- [Task statement] Could you copy every line of the data that contains the word "crate"?

[Records from a data source]
_ _ _ _ _
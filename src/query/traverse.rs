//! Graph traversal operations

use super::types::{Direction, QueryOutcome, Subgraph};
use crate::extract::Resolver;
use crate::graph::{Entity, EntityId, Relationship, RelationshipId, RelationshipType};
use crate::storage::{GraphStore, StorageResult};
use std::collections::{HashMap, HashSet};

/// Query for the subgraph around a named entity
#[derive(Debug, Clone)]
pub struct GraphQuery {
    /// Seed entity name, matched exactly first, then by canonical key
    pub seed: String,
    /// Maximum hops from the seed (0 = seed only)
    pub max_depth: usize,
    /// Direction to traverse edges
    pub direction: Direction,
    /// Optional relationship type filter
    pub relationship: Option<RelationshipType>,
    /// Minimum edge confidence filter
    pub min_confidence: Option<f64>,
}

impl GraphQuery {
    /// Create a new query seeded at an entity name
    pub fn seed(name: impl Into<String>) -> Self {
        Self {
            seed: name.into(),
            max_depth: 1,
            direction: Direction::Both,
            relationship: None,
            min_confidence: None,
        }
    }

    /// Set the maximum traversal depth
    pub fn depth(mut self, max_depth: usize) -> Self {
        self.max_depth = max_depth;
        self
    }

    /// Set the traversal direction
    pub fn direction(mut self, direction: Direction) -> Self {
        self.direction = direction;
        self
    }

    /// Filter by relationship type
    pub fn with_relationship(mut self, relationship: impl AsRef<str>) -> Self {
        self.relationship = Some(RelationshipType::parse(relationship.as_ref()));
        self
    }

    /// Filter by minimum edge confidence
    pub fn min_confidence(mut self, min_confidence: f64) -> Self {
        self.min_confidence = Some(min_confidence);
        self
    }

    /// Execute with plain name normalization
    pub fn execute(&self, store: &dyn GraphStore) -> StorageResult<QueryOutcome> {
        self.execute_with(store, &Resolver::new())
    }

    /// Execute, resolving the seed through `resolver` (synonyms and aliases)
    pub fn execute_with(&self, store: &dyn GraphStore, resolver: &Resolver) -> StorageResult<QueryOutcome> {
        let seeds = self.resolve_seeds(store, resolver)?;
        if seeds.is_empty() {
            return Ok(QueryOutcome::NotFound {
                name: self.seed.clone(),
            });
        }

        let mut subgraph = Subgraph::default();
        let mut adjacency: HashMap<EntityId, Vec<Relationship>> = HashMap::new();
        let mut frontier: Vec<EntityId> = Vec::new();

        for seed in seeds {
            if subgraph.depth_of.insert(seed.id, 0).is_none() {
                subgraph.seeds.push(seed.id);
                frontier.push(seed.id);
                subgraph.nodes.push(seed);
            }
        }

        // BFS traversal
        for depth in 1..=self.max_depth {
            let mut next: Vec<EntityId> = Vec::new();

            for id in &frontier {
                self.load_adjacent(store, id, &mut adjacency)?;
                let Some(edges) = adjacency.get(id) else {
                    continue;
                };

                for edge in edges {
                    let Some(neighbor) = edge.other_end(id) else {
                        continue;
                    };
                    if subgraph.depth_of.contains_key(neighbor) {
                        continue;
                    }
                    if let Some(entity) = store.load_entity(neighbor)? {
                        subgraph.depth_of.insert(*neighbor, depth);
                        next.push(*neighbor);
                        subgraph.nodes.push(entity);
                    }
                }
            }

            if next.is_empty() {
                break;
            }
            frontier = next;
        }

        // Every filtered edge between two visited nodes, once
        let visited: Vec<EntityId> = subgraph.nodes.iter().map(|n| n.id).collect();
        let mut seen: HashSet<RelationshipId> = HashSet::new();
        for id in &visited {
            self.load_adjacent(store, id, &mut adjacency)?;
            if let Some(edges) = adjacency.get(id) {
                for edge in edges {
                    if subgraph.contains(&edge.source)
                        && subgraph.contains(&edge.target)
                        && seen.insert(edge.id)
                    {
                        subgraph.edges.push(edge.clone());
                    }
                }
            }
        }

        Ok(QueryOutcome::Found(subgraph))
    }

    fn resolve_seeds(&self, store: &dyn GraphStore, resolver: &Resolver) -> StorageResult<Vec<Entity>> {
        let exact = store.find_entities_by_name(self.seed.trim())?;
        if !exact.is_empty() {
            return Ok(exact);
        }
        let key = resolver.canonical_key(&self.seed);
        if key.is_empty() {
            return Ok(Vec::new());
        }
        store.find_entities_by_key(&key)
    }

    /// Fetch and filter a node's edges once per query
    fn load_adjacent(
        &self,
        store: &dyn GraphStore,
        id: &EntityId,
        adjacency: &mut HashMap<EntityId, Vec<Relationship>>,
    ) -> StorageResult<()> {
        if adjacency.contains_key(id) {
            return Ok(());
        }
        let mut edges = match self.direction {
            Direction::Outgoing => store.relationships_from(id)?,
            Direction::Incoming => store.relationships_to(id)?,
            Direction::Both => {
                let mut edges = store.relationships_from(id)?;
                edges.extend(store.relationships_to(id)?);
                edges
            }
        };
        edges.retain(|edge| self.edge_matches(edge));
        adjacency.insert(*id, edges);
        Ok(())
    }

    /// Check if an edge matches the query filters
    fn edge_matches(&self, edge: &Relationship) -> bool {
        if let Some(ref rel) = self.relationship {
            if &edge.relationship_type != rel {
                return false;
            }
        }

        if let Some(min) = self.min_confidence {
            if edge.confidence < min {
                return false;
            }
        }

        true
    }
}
_ _ _ _ _
- [Response]
use crate::extract::Resolver;
use crate::graph::{Entity, EntityId, Relationship, RelationshipId, RelationshipType};
use crate::storage::{GraphStore, StorageResult};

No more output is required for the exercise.